#### Work to complete:
Among the lines below, copy exactly those from the one with "let pb = ProgressBar::new(tracker.total_bytes());" through the one with "pub async fn finish(self)", counting both ends.

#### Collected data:
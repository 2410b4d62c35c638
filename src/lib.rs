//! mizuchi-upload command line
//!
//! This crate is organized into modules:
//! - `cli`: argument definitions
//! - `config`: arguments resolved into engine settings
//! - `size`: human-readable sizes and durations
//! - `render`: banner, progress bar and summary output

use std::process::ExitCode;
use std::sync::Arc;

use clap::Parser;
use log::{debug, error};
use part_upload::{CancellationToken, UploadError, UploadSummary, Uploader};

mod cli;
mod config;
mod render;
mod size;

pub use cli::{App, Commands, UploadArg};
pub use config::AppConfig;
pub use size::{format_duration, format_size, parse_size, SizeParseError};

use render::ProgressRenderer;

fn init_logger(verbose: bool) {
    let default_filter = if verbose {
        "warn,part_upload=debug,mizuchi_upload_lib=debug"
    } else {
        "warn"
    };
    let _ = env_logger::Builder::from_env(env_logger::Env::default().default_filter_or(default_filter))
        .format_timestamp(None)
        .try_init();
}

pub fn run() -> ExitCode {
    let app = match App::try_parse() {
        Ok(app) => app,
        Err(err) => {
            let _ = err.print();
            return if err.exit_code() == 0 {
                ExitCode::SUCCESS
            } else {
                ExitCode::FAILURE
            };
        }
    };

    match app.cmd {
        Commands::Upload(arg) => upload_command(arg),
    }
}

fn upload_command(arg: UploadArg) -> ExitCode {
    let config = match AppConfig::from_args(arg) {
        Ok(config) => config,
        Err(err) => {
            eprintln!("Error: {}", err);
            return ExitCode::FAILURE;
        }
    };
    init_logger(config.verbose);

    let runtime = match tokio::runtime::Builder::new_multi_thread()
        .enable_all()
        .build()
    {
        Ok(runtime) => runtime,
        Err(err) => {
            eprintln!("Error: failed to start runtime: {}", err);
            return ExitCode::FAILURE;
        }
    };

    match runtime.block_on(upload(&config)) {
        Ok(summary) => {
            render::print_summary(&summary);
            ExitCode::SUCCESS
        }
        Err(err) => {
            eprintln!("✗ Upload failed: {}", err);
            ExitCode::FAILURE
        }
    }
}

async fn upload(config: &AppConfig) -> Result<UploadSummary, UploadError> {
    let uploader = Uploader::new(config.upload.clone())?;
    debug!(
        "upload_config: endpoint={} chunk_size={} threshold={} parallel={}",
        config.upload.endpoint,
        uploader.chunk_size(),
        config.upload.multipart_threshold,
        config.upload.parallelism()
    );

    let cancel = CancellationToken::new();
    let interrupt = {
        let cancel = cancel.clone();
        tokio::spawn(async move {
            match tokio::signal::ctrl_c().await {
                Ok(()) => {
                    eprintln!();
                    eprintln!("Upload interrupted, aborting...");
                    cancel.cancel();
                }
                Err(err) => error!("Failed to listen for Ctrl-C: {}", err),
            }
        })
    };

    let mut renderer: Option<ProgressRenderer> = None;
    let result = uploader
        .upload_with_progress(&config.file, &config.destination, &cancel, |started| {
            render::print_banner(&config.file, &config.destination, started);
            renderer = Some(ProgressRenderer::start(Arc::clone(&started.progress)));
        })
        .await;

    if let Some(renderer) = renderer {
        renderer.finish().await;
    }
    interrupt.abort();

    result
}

==

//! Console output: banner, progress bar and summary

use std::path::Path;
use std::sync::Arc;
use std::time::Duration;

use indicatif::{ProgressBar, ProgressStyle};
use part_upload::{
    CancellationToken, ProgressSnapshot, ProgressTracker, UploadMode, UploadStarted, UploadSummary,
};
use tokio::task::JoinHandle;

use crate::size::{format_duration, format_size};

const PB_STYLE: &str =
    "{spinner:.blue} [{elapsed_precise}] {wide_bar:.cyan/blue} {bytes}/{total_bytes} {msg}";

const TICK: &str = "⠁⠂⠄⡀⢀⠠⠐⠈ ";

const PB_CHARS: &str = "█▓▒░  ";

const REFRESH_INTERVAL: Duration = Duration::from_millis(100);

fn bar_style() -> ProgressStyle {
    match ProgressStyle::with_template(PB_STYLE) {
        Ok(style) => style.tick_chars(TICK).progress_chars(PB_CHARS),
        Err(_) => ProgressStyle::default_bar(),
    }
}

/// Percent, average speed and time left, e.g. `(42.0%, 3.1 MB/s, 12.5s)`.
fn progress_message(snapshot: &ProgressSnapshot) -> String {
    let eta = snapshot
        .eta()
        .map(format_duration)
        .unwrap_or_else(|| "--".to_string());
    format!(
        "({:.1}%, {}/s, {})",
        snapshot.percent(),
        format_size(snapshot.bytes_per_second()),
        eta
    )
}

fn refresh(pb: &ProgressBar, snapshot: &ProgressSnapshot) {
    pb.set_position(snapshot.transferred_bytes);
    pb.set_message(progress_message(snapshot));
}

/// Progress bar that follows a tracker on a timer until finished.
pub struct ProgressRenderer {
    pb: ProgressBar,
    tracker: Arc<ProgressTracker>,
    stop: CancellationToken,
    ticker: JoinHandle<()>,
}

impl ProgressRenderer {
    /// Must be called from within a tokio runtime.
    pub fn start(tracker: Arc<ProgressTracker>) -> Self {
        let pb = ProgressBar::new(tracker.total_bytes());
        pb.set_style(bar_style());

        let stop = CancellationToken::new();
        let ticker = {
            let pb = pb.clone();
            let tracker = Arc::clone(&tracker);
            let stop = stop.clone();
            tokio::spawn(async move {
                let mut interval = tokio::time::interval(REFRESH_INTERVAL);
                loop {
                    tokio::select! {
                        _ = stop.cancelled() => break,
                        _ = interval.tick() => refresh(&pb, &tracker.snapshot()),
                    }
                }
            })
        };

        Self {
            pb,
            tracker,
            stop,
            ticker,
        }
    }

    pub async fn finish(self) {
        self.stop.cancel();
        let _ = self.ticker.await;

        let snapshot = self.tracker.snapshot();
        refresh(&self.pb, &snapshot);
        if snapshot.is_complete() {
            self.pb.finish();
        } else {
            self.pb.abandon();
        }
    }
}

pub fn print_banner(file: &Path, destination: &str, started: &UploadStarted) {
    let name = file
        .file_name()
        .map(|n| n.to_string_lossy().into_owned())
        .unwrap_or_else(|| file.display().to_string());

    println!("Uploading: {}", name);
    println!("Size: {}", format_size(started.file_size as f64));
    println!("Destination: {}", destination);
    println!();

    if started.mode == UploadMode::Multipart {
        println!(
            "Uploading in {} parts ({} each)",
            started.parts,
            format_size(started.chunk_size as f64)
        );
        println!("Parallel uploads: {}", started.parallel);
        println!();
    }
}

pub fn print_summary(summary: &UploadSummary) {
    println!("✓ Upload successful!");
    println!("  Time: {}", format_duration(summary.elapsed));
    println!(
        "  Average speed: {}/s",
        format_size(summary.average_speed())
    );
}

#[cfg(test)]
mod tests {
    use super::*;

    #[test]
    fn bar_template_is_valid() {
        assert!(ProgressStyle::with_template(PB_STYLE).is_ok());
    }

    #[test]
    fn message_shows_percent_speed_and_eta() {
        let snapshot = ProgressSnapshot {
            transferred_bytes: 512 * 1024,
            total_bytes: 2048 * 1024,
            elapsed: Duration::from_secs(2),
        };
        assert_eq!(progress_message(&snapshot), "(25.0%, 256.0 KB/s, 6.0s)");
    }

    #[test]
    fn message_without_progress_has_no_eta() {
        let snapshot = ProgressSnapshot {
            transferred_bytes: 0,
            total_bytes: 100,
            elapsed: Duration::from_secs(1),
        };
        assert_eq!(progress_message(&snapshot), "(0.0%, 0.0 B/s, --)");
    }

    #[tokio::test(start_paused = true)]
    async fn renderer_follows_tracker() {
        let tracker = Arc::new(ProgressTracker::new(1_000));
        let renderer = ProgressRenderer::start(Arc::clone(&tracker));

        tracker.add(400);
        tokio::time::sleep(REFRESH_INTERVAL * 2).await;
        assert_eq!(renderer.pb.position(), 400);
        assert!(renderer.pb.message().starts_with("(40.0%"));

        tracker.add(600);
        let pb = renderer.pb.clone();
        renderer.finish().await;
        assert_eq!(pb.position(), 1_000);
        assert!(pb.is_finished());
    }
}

...

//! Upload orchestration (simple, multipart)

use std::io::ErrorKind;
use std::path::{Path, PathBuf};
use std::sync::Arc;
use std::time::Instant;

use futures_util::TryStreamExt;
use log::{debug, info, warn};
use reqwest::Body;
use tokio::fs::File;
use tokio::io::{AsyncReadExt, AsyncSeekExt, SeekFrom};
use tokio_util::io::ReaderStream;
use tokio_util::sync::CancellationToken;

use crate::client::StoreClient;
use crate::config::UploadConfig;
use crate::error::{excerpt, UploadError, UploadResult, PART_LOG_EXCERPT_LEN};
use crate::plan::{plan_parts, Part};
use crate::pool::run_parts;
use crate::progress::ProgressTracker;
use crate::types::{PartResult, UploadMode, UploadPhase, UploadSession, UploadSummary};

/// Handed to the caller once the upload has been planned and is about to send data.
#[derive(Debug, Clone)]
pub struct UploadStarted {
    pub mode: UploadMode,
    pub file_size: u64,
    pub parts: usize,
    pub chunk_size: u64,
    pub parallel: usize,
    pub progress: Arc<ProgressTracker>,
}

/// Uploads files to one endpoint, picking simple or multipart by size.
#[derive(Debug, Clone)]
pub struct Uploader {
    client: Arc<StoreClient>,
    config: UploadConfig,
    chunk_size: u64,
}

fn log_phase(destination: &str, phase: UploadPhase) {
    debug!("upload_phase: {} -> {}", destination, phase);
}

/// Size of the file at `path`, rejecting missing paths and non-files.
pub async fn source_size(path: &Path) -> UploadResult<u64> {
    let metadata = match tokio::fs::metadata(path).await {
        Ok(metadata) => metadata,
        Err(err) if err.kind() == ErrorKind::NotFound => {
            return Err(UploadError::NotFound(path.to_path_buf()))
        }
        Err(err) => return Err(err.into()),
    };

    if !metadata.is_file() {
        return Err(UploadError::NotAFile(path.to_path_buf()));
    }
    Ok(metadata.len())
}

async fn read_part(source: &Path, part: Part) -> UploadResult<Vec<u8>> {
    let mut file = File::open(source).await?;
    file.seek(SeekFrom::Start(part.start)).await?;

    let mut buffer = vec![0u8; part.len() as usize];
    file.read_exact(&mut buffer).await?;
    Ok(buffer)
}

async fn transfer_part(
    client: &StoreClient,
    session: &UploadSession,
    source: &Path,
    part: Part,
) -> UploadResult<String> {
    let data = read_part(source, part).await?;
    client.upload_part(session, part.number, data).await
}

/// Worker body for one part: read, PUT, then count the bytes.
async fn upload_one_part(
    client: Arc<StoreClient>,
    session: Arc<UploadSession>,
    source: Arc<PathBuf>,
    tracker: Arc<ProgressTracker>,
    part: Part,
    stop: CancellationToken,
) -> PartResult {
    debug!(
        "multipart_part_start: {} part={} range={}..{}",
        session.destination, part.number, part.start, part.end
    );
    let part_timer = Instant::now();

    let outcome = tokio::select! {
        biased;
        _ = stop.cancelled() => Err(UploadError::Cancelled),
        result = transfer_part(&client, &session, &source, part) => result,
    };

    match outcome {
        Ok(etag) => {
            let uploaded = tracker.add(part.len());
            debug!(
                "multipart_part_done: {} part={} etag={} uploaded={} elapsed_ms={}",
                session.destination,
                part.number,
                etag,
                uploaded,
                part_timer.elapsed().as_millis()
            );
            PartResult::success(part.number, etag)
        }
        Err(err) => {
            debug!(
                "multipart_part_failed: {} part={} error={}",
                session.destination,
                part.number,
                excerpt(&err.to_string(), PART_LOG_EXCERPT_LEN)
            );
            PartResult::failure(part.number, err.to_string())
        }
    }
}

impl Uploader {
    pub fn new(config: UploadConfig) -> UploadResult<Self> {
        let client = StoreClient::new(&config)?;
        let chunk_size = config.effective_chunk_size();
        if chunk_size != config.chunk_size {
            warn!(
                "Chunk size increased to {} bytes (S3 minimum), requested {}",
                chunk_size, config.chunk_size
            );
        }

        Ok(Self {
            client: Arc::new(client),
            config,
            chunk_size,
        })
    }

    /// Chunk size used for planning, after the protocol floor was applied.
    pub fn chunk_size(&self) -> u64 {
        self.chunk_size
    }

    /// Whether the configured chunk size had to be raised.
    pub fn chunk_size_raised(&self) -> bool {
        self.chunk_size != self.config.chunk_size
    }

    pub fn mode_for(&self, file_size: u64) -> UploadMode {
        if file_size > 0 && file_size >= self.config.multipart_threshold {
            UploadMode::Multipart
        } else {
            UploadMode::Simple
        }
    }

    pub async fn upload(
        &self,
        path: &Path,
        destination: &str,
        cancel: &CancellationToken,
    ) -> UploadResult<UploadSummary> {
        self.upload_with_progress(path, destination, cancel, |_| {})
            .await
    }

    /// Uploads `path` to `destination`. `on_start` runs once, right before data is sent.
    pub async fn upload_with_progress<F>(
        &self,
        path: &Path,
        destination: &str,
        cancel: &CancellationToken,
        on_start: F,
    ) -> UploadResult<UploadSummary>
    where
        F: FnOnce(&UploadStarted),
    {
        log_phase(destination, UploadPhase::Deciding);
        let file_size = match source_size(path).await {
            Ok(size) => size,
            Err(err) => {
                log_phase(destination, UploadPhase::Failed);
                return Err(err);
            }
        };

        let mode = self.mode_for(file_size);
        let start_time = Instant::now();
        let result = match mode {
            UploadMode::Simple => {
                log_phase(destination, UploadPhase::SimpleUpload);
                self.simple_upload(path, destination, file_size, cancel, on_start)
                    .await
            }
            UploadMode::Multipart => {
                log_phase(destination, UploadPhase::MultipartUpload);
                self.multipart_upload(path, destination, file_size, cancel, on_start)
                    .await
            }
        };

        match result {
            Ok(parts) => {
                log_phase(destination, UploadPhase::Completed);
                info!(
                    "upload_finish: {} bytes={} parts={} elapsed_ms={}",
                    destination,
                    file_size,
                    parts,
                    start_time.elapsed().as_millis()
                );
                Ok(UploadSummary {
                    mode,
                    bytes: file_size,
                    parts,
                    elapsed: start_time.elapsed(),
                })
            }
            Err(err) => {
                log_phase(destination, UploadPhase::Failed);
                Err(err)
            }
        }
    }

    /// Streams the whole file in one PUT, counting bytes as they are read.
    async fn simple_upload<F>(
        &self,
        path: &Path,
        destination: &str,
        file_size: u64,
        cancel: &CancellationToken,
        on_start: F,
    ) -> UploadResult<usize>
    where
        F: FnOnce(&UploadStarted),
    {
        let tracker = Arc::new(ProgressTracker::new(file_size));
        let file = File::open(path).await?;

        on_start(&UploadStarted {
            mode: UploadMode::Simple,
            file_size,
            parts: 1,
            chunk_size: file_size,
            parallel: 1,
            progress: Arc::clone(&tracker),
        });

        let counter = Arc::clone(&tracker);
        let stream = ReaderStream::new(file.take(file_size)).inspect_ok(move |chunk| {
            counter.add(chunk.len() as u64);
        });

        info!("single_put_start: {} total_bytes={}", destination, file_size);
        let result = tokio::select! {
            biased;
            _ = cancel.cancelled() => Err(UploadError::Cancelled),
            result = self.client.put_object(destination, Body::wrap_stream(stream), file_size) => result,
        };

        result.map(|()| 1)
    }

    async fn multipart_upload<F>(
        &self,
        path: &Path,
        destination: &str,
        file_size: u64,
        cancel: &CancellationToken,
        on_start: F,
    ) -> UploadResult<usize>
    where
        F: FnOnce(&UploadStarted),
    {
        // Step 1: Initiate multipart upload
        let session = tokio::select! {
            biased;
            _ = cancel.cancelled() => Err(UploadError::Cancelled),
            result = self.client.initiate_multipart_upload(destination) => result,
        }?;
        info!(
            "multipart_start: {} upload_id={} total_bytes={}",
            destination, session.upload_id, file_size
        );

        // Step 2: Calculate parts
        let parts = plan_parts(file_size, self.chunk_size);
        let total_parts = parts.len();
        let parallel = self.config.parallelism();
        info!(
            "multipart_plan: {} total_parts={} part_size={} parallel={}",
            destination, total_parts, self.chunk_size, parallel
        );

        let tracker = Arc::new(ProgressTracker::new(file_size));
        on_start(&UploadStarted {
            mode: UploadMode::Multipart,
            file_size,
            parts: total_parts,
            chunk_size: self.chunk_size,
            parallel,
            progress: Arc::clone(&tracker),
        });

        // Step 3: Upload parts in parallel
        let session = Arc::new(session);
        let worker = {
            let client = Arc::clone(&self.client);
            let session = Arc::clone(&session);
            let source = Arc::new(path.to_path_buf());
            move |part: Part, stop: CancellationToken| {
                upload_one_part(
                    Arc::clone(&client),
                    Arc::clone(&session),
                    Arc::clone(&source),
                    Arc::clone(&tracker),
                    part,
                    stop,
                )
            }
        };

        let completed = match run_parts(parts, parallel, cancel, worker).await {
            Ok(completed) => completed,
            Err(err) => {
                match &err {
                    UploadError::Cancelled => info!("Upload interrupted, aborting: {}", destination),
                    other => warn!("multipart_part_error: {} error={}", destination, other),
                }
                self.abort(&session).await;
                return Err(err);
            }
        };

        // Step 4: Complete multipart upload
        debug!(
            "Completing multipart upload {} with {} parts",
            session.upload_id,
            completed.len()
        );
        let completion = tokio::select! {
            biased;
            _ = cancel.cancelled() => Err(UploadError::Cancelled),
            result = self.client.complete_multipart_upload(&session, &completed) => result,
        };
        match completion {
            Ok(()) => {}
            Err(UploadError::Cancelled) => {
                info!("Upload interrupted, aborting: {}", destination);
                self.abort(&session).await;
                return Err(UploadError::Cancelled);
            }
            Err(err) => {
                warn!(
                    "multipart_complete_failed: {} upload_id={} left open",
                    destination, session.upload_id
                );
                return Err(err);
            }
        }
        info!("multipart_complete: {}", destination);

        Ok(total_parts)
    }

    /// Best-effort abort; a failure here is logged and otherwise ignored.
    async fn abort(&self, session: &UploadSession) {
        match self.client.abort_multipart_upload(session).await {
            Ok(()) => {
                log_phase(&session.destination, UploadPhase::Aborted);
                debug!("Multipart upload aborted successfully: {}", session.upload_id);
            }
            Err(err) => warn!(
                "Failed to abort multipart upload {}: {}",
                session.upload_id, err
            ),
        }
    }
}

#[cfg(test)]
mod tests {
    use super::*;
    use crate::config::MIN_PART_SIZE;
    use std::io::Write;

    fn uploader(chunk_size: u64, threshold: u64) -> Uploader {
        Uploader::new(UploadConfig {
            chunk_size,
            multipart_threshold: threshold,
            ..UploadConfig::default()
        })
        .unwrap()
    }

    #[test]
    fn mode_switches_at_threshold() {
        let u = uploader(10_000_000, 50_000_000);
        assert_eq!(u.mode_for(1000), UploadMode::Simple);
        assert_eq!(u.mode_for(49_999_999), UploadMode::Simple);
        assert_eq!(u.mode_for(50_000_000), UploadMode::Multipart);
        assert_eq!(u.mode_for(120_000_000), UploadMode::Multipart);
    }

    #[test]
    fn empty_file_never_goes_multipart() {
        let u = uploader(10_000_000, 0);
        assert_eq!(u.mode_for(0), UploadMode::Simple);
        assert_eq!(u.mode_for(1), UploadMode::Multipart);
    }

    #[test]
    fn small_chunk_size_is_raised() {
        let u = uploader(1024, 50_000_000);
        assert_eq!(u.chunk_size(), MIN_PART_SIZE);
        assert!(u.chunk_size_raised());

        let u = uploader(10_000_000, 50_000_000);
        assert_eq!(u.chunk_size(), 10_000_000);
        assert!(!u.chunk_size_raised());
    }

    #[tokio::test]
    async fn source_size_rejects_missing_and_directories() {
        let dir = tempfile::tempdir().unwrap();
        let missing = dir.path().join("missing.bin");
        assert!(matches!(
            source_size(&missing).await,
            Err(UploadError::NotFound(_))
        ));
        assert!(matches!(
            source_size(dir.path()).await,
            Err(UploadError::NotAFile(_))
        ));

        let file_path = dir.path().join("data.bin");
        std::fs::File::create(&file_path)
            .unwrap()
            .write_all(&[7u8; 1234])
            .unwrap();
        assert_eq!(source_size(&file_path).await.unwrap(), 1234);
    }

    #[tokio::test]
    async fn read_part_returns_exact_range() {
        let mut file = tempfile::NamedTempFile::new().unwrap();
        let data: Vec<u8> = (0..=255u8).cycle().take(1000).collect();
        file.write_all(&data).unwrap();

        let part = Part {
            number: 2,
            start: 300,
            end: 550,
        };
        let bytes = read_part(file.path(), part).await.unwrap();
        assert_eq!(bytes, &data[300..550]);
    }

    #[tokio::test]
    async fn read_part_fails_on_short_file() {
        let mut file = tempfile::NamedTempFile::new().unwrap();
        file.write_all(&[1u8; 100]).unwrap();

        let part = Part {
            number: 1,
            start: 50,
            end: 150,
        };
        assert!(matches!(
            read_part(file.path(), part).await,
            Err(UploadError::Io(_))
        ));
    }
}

#### Response to this task:
        let pb = ProgressBar::new(tracker.total_bytes());
        pb.set_style(bar_style());

        let stop = CancellationToken::new();
        let ticker = {
            let pb = pb.clone();
            let tracker = Arc::clone(&tracker);
            let stop = stop.clone();
            tokio::spawn(async move {
                let mut interval = tokio::time::interval(REFRESH_INTERVAL);
                loop {
                    tokio::select! {
                        _ = stop.cancelled() => break,
                        _ = interval.tick() => refresh(&pb, &tracker.snapshot()),
                    }
                }
            })
        };

        Self {
            pb,
            tracker,
            stop,
            ticker,
        }
    }

    pub async fn finish(self) {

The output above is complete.